Why your OpenTelemetry trace shows nothing useful when the CPU is doing all the work — a CP-SAT case study

I run a small production optimization service. It’s not large — a single FastAPI container exposing eleven solver endpoints over REST and MCP, backed by Google OR-Tools CP-SAT, deployed on Railway. It’s mine: I built it, I maintain it, I pay the bill. The public dashboard is live and the source is open on GitHub.

I added OpenTelemetry distributed tracing to it months ago. FastAPIInstrumentor from the opentelemetry-instrumentation package, a BatchSpanProcessor, an OTLP/HTTP exporter pointing to Grafana Cloud Tempo. Five lines of configuration. It worked. Spans appeared. The vendor dashboard showed me green bars. By the standard checklist — “we have tracing” — the service was observable.

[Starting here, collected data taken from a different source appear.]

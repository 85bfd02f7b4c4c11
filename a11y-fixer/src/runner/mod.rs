//! Orchestrates filing, assignment and linked pull request discovery.
//!
//! A `fix` run takes one batch of issues (one issue by default), assigns each
//! to the automated fixer and then polls for the pull request the fixer opens.
//! Polling is bounded by the [`RetryPolicy`][`crate::retry::RetryPolicy`]; every
//! request of a poll is itself subject to the transport's rate limit retries,
//! so the worst case number of requests per issue is
//! `max_attempts × timeline pages × (1 + 2 × rate_limit.max_retries)`.
//!
//! The first fatal error halts the run and no partial results are returned.

mod batch;
mod config;
mod error;
mod fixing;
mod report;
mod tracker;

pub use batch::{BatchPolicy, DEFAULT_BATCH_SIZE};
pub use config::RunnerConfig;
pub use error::RunnerError;
pub use fixing::{Fixing, FixingState};
pub use report::{FileReport, FixReport};
pub use tracker::IssueTracker;

use crate::config::load_issue_template;
use crate::github::{build_octocrab, GitHubClient};
use crate::issues::{Finding, Issue, IssueError, IssueRef, NewIssue, RepoSlug};
use crate::retry::{retry, RetryPolicy};
use crate::summary::RunSummary;
use crate::templates::{generate_issue_labels, generate_issue_title, TemplateRenderer};
use serde::de::DeserializeOwned;
use tracing::{error, info, info_span, warn, Instrument};

/// Parses the `issues` input of a `fix` run. Blank input is an empty list.
///
/// # Errors
///
/// Returns [`RunnerError::MalformedInput`] if the input is not a JSON array of issues.
pub fn parse_issues(input: &str) -> Result<Vec<IssueRef>, RunnerError> {
    parse_input("issues", input)
}

/// Parses the `findings` input of a `file` run. Blank input is an empty list.
///
/// # Errors
///
/// Returns [`RunnerError::MalformedInput`] if the input is not a JSON array of findings.
pub fn parse_findings(input: &str) -> Result<Vec<Finding>, RunnerError> {
    parse_input("findings", input)
}

fn parse_input<T: DeserializeOwned>(name: &'static str, input: &str) -> Result<Vec<T>, RunnerError> {
    if input.trim().is_empty() {
        return Ok(Vec::new());
    }
    serde_json::from_str(input).map_err(|source| RunnerError::MalformedInput {
        input: name,
        source,
    })
}

/// Runs the fixer against one repository.
pub struct Runner<C = GitHubClient> {
    config: RunnerConfig,
    repository: RepoSlug,
    tracker: C,
}

impl Runner<GitHubClient> {
    /// Builds a runner talking to GitHub with the configured token.
    ///
    /// # Errors
    ///
    /// Returns [`RunnerError`] if the token is empty, the repository slug is
    /// malformed, or the HTTP client cannot be built.
    pub fn new(config: RunnerConfig) -> Result<Self, RunnerError> {
        if config.token().trim().is_empty() {
            return Err(RunnerError::MissingValue { name: "token" });
        }

        let octocrab = build_octocrab(config.token(), config.api_url())?;
        let client = GitHubClient::from_octocrab(octocrab, config.settings().rate_limit_policy());

        Self::with_tracker(config, client)
    }
}

impl<C: IssueTracker> Runner<C> {
    /// Builds a runner over an arbitrary [`IssueTracker`].
    ///
    /// # Errors
    ///
    /// Returns [`RunnerError::InvalidRepository`] if the repository slug is malformed.
    pub fn with_tracker(config: RunnerConfig, tracker: C) -> Result<Self, RunnerError> {
        let repository =
            RepoSlug::parse(config.repository()).map_err(|source| RunnerError::InvalidRepository {
                slug: config.repository().to_string(),
                source,
            })?;

        Ok(Self {
            config,
            repository,
            tracker,
        })
    }

    /// Returns the runner configuration.
    pub fn config(&self) -> &RunnerConfig {
        &self.config
    }

    /// Assigns each issue of the batch to the fixer and polls for its pull request.
    ///
    /// Issues beyond the batch size are deferred and reported in the summary.
    /// Every issue of the batch is normalized before the first network call.
    ///
    /// # Errors
    ///
    /// Returns [`RunnerError::Input`] for malformed issues,
    /// [`RunnerError::Assignment`] when the fixer cannot be assigned, and
    /// [`RunnerError::Discovery`] when polling fails.
    pub async fn fix(&self, issues: Vec<IssueRef>) -> Result<FixReport, RunnerError> {
        let mut summary = RunSummary {
            issues_received: issues.len(),
            ..RunSummary::default()
        };

        let (batch, deferred) = self.config.settings().batch_policy().split(issues);
        summary.issues_deferred = deferred.len();
        if !deferred.is_empty() {
            warn!(
                processing = batch.len(),
                deferred = deferred.len(),
                "More issues than the batch size, deferring the rest"
            );
        }

        let mut work = Vec::with_capacity(batch.len());
        for reference in batch {
            let issue = Issue::from_ref(&reference).map_err(|source| RunnerError::Input {
                url: reference.url.clone(),
                source,
            })?;
            work.push((Fixing::new(reference), issue));
        }

        let policy = self.config.settings().retry_policy();
        let mut fixings = Vec::with_capacity(work.len());
        for (mut fixing, issue) in work {
            self.process_fixing(&mut fixing, &issue, &policy).await?;
            summary.record_fixing(&fixing);
            fixings.push(fixing);
        }

        Ok(FixReport { fixings, summary })
    }

    /// Files one issue per finding, in order.
    ///
    /// The issue template is loaded here rather than up front, so `fix` runs
    /// never depend on it.
    ///
    /// # Errors
    ///
    /// Returns [`RunnerError::Config`] or [`RunnerError::Template`] if the issue
    /// template cannot be loaded, and [`RunnerError::Filing`] for the first
    /// finding that could not be filed; nothing filed before it is returned.
    pub async fn file(&self, findings: Vec<Finding>) -> Result<FileReport, RunnerError> {
        let template = load_issue_template(self.config.settings())?;
        let renderer = TemplateRenderer::new(&template)?;

        let mut summary = RunSummary {
            findings_received: findings.len(),
            ..RunSummary::default()
        };

        let mut issues = Vec::with_capacity(findings.len());
        for finding in &findings {
            let span = info_span!("file_finding", rule_id = %finding.rule_id, url = %finding.url);
            let created = async {
                let new_issue = build_issue(&renderer, finding)?;
                self.tracker.create_issue(&self.repository, &new_issue).await
            }
            .instrument(span)
            .await
            .map_err(|source| RunnerError::Filing {
                repository: self.repository.to_string(),
                rule_id: finding.rule_id.clone(),
                url: finding.url.clone(),
                source,
            })?;

            info!(url = %created.url, "Filed issue");
            summary.issues_filed += 1;
            issues.push(created);
        }

        Ok(FileReport { issues, summary })
    }

    async fn process_fixing(
        &self,
        fixing: &mut Fixing,
        issue: &Issue,
        policy: &RetryPolicy,
    ) -> Result<(), RunnerError> {
        let span = info_span!("fix_issue", issue = %issue);

        async {
            let fixer = self.config.settings().fixer.login.as_str();

            fixing.transition(FixingState::Assigning);
            if let Err(source) = self.tracker.assign_issue(issue, fixer).await {
                fixing.transition(FixingState::Failed);
                error!(error = %source, "Failed to assign fixer");
                return Err(RunnerError::Assignment {
                    repository: issue.slug().to_string(),
                    number: issue.number(),
                    fixer: fixer.to_string(),
                    source,
                });
            }
            info!(fixer, "Assigned issue to fixer");

            fixing.transition(FixingState::Polling);
            match retry(policy, || self.tracker.get_linked_pr(issue)).await {
                Ok(Some(pull_request)) => {
                    info!(url = %pull_request.url, "Found linked pull request");
                    fixing.link(pull_request);
                }
                Ok(None) => {
                    info!(
                        attempts = policy.max_attempts(),
                        "No linked pull request was found"
                    );
                    fixing.transition(FixingState::Unlinked);
                }
                Err(source) => {
                    fixing.transition(FixingState::Failed);
                    error!(error = %source, "Failed to look up linked pull request");
                    return Err(RunnerError::Discovery {
                        repository: issue.slug().to_string(),
                        number: issue.number(),
                        source,
                    });
                }
            }

            Ok(())
        }
        .instrument(span)
        .await
    }
}

/// Renders title, labels and body for a finding.
fn build_issue(renderer: &TemplateRenderer, finding: &Finding) -> Result<NewIssue, IssueError> {
    Ok(NewIssue {
        title: generate_issue_title(finding)?,
        body: renderer.render_issue_body(finding)?,
        labels: generate_issue_labels(finding),
    })
}
//! GitHub API error types.

use crate::rate_limit::RateLimitKind;
use thiserror::Error;

/// Errors that can occur while talking to the GitHub API.
#[derive(Debug, Error)]
pub enum ApiError {
    /// The HTTP client failed before a response was received.
    #[error("GitHub API error: {0}")]
    GitHubError(#[from] octocrab::Error),

    /// The request stayed throttled after the automatic retries ran out.
    #[error("{request} was rate limited ({kind}) after {retries} retries: {message}")]
    RateLimited {
        request: String,
        kind: RateLimitKind,
        retries: u32,
        message: String,
    },

    /// The API answered with a non-success status.
    #[error("{request} failed with HTTP {status}: {message}")]
    Status {
        request: String,
        status: u16,
        message: String,
    },

    /// The GraphQL endpoint reported errors in the response body.
    #[error("{request} returned GraphQL errors: {}", messages.join("; "))]
    GraphQl {
        request: String,
        messages: Vec<String>,
    },

    /// The response body did not have the expected shape.
    #[error("Failed to decode response for {request}: {source}")]
    Decode {
        request: String,
        #[source]
        source: serde_json::Error,
    },
}

impl ApiError {
    /// Returns true if the error means the target does not exist.
    #[must_use]
    pub fn is_not_found(&self) -> bool {
        match self {
            Self::Status { status, .. } => *status == 404,
            Self::GraphQl { messages, .. } => messages
                .iter()
                .any(|m| m.to_lowercase().contains("could not resolve")),
            _ => false,
        }
    }

    /// Returns true if the error means the token lacks access.
    #[must_use]
    pub fn is_permission_denied(&self) -> bool {
        match self {
            Self::Status { status, .. } => matches!(status, 401 | 403),
            Self::GraphQl { messages, .. } => messages.iter().any(|m| {
                let m = m.to_lowercase();
                m.contains("forbidden") || m.contains("permission")
            }),
            _ => false,
        }
    }
}

#[cfg(test)]
mod tests {
    use super::*;

    #[test]
    fn classifies_not_found() {
        let status = ApiError::Status {
            request: "create issue".to_string(),
            status: 404,
            message: "Not Found".to_string(),
        };
        let graphql = ApiError::GraphQl {
            request: "linked pull requests".to_string(),
            messages: vec!["Could not resolve to an Issue with the number of 42.".to_string()],
        };

        assert!(status.is_not_found());
        assert!(graphql.is_not_found());
        assert!(!status.is_permission_denied());
    }

    #[test]
    fn classifies_permission_denied() {
        let error = ApiError::Status {
            request: "assign fixer".to_string(),
            status: 403,
            message: "Resource not accessible by integration".to_string(),
        };

        assert!(error.is_permission_denied());
        assert!(!error.is_not_found());
    }
}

And then I ran a load test.

The first call hit POST /optimize_routing. The trace appeared in Tempo within seconds. The total request took 7 milliseconds. I clicked into the trace to see what those 7 milliseconds had been spent on.

This is what I saw.

Trace before manual instrumentation — five HTTP-level spans, no visibility into the solver

Five spans. One root for the FastAPI handler. Four children, all generated automatically: http receive (32 µs), http send (45 µs), http send (15 µs), http send (14 µs). Total measured time across the children: 106 microseconds out of a 7-millisecond request. The remaining 6.9 milliseconds — the actual work the service did — were nowhere in the trace. They were inside the root span as an opaque interval.

This is the problem I want to write about, because I think it’s a category of failure that doesn’t get named clearly enough. OpenTelemetry, configured the standard way, is a tool that watches the edges of your application. It watches HTTP frames being received and written. It watches database queries fired through instrumented drivers. It watches outbound calls to other services through HTTP clients. What it does not watch, by default, is the CPU work that happens between those edges. And for a class of services — solvers, simulators, ML inference, batch transforms, anything I’ll call compute-bound services in the rest of this piece — the CPU work between the edges is the whole point.

If your service receives a request, talks to a database, and returns a response, OTel-by-default tells you almost everything you need: how long the request spent in the framework, how long in the database, how long going back out. The black box in the middle is small.

If your service receives a request and then runs a constraint solver for fifteen seconds, OTel-by-default tells you that the request took fifteen seconds, and nothing else. The black box in the middle is everything.

That gap is what this post is about. I’ll show you what happens when you push past the default configuration, what the trace actually looks like when you do, and what conceptual frame I think helps when you’re working on services in this category.

The setup that produces the gap

Let me be specific about what “auto-instrumentation” actually instruments, because the failure mode I just showed isn’t a bug. It’s a logical consequence of what auto-instrumentation libraries are designed to do.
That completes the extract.